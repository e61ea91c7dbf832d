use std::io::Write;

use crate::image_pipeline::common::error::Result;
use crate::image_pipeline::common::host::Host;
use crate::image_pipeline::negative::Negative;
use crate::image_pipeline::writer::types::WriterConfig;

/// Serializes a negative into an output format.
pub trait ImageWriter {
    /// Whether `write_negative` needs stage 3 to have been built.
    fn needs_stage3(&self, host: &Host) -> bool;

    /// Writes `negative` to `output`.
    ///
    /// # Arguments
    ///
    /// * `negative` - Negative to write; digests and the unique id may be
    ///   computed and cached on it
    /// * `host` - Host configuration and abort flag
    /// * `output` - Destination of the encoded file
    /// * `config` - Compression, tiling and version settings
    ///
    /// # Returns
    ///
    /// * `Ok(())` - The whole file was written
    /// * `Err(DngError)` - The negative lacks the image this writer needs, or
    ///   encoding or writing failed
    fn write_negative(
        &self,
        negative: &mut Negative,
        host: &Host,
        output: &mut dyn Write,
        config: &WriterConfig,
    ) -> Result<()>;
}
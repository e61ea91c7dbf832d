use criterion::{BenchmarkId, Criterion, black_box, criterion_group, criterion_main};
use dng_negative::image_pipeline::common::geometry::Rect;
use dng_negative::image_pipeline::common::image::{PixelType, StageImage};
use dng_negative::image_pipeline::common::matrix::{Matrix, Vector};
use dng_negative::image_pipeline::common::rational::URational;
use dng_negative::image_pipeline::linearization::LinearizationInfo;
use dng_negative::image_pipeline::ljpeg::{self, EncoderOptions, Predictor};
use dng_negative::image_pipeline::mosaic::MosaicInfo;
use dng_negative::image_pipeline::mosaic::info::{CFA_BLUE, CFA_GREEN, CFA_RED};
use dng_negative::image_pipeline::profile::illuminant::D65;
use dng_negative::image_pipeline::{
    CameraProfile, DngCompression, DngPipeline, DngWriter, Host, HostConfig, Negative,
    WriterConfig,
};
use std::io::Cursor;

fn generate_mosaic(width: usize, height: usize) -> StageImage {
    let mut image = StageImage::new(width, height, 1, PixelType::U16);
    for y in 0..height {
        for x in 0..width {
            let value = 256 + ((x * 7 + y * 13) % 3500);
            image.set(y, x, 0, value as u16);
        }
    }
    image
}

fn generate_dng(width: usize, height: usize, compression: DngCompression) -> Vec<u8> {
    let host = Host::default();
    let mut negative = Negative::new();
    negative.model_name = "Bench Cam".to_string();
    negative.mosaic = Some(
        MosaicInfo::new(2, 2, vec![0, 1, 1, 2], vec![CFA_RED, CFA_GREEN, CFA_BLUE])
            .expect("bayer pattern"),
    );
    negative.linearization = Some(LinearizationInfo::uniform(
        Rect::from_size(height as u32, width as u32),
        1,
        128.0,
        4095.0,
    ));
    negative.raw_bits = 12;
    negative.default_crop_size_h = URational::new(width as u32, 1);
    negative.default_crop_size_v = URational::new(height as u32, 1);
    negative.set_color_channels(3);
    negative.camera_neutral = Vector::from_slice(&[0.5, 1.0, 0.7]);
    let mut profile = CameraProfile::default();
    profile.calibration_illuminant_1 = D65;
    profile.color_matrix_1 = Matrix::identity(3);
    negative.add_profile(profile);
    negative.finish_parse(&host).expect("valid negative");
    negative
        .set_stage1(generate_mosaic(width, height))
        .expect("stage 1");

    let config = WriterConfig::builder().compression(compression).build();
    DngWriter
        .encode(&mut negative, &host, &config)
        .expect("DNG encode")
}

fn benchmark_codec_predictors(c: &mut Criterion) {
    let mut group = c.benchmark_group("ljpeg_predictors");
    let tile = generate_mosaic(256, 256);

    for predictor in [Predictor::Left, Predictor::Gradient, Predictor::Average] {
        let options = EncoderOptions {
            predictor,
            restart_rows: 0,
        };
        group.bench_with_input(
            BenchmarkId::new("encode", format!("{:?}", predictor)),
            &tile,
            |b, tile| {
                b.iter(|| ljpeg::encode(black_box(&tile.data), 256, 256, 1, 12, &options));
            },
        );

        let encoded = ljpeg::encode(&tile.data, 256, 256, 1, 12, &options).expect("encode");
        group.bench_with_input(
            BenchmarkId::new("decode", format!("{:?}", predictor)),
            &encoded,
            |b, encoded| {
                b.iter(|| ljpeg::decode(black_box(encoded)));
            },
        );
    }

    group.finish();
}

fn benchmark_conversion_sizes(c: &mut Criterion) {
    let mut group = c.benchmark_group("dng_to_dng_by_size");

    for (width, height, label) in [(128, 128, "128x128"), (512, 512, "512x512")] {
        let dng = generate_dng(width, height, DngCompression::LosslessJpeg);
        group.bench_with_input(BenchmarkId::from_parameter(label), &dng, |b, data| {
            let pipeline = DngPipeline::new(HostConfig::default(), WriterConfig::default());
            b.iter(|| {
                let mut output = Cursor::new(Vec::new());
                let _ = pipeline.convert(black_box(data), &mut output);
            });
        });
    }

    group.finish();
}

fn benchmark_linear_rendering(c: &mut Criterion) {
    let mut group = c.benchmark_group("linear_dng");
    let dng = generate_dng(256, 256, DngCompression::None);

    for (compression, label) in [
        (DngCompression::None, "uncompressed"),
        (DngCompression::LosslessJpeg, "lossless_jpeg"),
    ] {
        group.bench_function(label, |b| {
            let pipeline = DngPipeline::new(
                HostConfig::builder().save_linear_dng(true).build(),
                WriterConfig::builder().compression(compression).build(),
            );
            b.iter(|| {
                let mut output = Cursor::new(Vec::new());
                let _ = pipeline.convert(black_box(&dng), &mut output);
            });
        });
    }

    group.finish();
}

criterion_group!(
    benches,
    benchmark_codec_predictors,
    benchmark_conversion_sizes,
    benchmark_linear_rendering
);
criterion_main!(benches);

┄┄┄┄┄┄┄┄┄┄┄┄┄┄┄┄┄┄┄┄

_Task description_
Your answer should consist of all lines above that include the string "tile".

_Task response_
    let tile = generate_mosaic(256, 256);
            &tile,
            |b, tile| {
                b.iter(|| ljpeg::encode(black_box(&tile.data), 256, 256, 1, 12, &options));
        let encoded = ljpeg::encode(&tile.data, 256, 256, 1, 12, &options).expect("encode");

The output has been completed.